PROBLEM STATEMENT ->
The whole listing should be retyped exactly as it appears.

LISTED ENTRIES ->

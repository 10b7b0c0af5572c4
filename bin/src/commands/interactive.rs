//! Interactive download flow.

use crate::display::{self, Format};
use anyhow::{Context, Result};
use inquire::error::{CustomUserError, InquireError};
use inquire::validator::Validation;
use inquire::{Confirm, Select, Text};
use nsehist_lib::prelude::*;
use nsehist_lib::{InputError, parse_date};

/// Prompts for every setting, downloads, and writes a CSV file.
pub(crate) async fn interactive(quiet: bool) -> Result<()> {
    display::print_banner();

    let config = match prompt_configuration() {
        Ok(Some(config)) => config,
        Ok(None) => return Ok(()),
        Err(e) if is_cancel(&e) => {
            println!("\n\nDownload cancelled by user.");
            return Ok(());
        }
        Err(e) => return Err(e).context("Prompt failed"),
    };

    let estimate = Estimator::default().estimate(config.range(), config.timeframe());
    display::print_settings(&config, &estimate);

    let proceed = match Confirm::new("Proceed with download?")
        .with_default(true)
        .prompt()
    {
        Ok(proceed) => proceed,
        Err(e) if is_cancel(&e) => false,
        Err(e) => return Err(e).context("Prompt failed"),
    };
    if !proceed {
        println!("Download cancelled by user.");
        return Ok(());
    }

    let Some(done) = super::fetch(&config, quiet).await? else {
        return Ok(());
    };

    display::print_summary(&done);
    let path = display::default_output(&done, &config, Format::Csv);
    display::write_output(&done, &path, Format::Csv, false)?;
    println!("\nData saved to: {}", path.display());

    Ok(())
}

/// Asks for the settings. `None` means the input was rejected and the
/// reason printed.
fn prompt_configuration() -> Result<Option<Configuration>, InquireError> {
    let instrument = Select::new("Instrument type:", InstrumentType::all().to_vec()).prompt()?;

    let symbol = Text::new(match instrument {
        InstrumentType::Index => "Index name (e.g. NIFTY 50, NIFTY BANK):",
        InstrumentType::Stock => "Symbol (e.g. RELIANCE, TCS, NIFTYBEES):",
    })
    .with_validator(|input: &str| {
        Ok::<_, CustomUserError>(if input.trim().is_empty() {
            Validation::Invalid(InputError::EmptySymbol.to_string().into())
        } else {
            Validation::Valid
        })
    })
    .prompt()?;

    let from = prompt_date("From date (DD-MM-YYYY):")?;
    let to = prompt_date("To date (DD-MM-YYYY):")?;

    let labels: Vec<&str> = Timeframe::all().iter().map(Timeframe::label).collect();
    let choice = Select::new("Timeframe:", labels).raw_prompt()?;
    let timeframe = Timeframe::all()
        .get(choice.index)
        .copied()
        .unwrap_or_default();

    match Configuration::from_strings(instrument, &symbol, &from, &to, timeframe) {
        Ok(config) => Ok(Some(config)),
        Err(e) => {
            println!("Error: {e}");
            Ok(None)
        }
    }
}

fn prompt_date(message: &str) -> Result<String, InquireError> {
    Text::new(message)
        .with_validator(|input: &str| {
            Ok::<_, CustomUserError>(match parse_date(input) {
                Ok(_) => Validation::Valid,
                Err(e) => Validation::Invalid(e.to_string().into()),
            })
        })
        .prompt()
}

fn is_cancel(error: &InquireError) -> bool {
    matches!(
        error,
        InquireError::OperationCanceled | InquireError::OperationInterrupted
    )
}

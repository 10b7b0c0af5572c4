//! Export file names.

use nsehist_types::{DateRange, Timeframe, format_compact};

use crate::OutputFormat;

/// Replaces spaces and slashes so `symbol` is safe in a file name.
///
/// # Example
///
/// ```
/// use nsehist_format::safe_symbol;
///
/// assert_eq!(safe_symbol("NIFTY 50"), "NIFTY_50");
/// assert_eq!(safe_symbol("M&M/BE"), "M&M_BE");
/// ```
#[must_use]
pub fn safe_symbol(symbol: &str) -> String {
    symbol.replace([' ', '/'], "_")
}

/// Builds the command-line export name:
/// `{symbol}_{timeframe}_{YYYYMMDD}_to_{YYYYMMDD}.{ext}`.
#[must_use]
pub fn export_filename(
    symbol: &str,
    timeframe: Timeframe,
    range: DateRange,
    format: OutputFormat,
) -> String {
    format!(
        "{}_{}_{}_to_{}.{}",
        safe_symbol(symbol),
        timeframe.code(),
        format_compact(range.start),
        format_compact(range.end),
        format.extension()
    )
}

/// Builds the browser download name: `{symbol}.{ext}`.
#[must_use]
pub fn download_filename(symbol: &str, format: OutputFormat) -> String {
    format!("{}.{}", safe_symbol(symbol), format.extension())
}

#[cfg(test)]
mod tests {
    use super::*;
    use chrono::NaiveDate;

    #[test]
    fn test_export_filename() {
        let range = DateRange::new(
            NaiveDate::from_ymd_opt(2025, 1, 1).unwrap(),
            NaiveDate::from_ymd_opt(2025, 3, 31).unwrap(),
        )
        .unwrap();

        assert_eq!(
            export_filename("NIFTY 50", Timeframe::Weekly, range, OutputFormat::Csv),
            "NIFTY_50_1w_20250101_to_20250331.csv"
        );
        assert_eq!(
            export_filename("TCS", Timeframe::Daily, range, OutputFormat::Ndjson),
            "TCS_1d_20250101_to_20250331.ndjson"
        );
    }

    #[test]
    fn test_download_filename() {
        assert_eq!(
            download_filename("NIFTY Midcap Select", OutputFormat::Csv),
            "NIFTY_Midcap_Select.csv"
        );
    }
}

EXERCISE OUTPUT ->
repository 10b7b0c0af5572c4
filename bin/src/commands/interactive.rs
//! Interactive download flow.

use crate::display::{self, Format};
use anyhow::{Context, Result};
use inquire::error::{CustomUserError, InquireError};
use inquire::validator::Validation;
use inquire::{Confirm, Select, Text};
use nsehist_lib::prelude::*;
use nsehist_lib::{InputError, parse_date};

/// Prompts for every setting, downloads, and writes a CSV file.
pub(crate) async fn interactive(quiet: bool) -> Result<()> {
    display::print_banner();

    let config = match prompt_configuration() {
        Ok(Some(config)) => config,
        Ok(None) => return Ok(()),
        Err(e) if is_cancel(&e) => {
            println!("\n\nDownload cancelled by user.");
            return Ok(());
        }
        Err(e) => return Err(e).context("Prompt failed"),
    };

    let estimate = Estimator::default().estimate(config.range(), config.timeframe());
    display::print_settings(&config, &estimate);

    let proceed = match Confirm::new("Proceed with download?")
        .with_default(true)
        .prompt()
    {
        Ok(proceed) => proceed,
        Err(e) if is_cancel(&e) => false,
        Err(e) => return Err(e).context("Prompt failed"),
    };
    if !proceed {
        println!("Download cancelled by user.");
        return Ok(());
    }

    let Some(done) = super::fetch(&config, quiet).await? else {
        return Ok(());
    };

    display::print_summary(&done);
    let path = display::default_output(&done, &config, Format::Csv);
    display::write_output(&done, &path, Format::Csv, false)?;
    println!("\nData saved to: {}", path.display());

    Ok(())
}

/// Asks for the settings. `None` means the input was rejected and the
/// reason printed.
fn prompt_configuration() -> Result<Option<Configuration>, InquireError> {
    let instrument = Select::new("Instrument type:", InstrumentType::all().to_vec()).prompt()?;

    let symbol = Text::new(match instrument {
        InstrumentType::Index => "Index name (e.g. NIFTY 50, NIFTY BANK):",
        InstrumentType::Stock => "Symbol (e.g. RELIANCE, TCS, NIFTYBEES):",
    })
    .with_validator(|input: &str| {
        Ok::<_, CustomUserError>(if input.trim().is_empty() {
            Validation::Invalid(InputError::EmptySymbol.to_string().into())
        } else {
            Validation::Valid
        })
    })
    .prompt()?;

    let from = prompt_date("From date (DD-MM-YYYY):")?;
    let to = prompt_date("To date (DD-MM-YYYY):")?;

    let labels: Vec<&str> = Timeframe::all().iter().map(Timeframe::label).collect();
    let choice = Select::new("Timeframe:", labels).raw_prompt()?;
    let timeframe = Timeframe::all()
        .get(choice.index)
        .copied()
        .unwrap_or_default();

    match Configuration::from_strings(instrument, &symbol, &from, &to, timeframe) {
        Ok(config) => Ok(Some(config)),
        Err(e) => {
            println!("Error: {e}");
            Ok(None)
        }
    }
}

fn prompt_date(message: &str) -> Result<String, InquireError> {
    Text::new(message)
        .with_validator(|input: &str| {
            Ok::<_, CustomUserError>(match parse_date(input) {
                Ok(_) => Validation::Valid,
                Err(e) => Validation::Invalid(e.to_string().into()),
            })
        })
        .prompt()
}

fn is_cancel(error: &InquireError) -> bool {
    matches!(
        error,
        InquireError::OperationCanceled | InquireError::OperationInterrupted
    )
}

repository 10b7b0c0af5572c4
//! Export file names.

use nsehist_types::{DateRange, Timeframe, format_compact};

use crate::OutputFormat;

/// Replaces spaces and slashes so `symbol` is safe in a file name.
///
/// # Example
///
/// ```
/// use nsehist_format::safe_symbol;
///
/// assert_eq!(safe_symbol("NIFTY 50"), "NIFTY_50");
/// assert_eq!(safe_symbol("M&M/BE"), "M&M_BE");
/// ```
#[must_use]
pub fn safe_symbol(symbol: &str) -> String {
    symbol.replace([' ', '/'], "_")
}

/// Builds the command-line export name:
/// `{symbol}_{timeframe}_{YYYYMMDD}_to_{YYYYMMDD}.{ext}`.
#[must_use]
pub fn export_filename(
    symbol: &str,
    timeframe: Timeframe,
    range: DateRange,
    format: OutputFormat,
) -> String {
    format!(
        "{}_{}_{}_to_{}.{}",
        safe_symbol(symbol),
        timeframe.code(),
        format_compact(range.start),
        format_compact(range.end),
        format.extension()
    )
}

/// Builds the browser download name: `{symbol}.{ext}`.
#[must_use]
pub fn download_filename(symbol: &str, format: OutputFormat) -> String {
    format!("{}.{}", safe_symbol(symbol), format.extension())
}

#[cfg(test)]
mod tests {
    use super::*;
    use chrono::NaiveDate;

    #[test]
    fn test_export_filename() {
        let range = DateRange::new(
            NaiveDate::from_ymd_opt(2025, 1, 1).unwrap(),
            NaiveDate::from_ymd_opt(2025, 3, 31).unwrap(),
        )
        .unwrap();

        assert_eq!(
            export_filename("NIFTY 50", Timeframe::Weekly, range, OutputFormat::Csv),
            "NIFTY_50_1w_20250101_to_20250331.csv"
        );
        assert_eq!(
            export_filename("TCS", Timeframe::Daily, range, OutputFormat::Ndjson),
            "TCS_1d_20250101_to_20250331.ndjson"
        );
    }

    #[test]
    fn test_download_filename() {
        assert_eq!(
            download_filename("NIFTY Midcap Select", OutputFormat::Csv),
            "NIFTY_Midcap_Select.csv"
        );
    }
}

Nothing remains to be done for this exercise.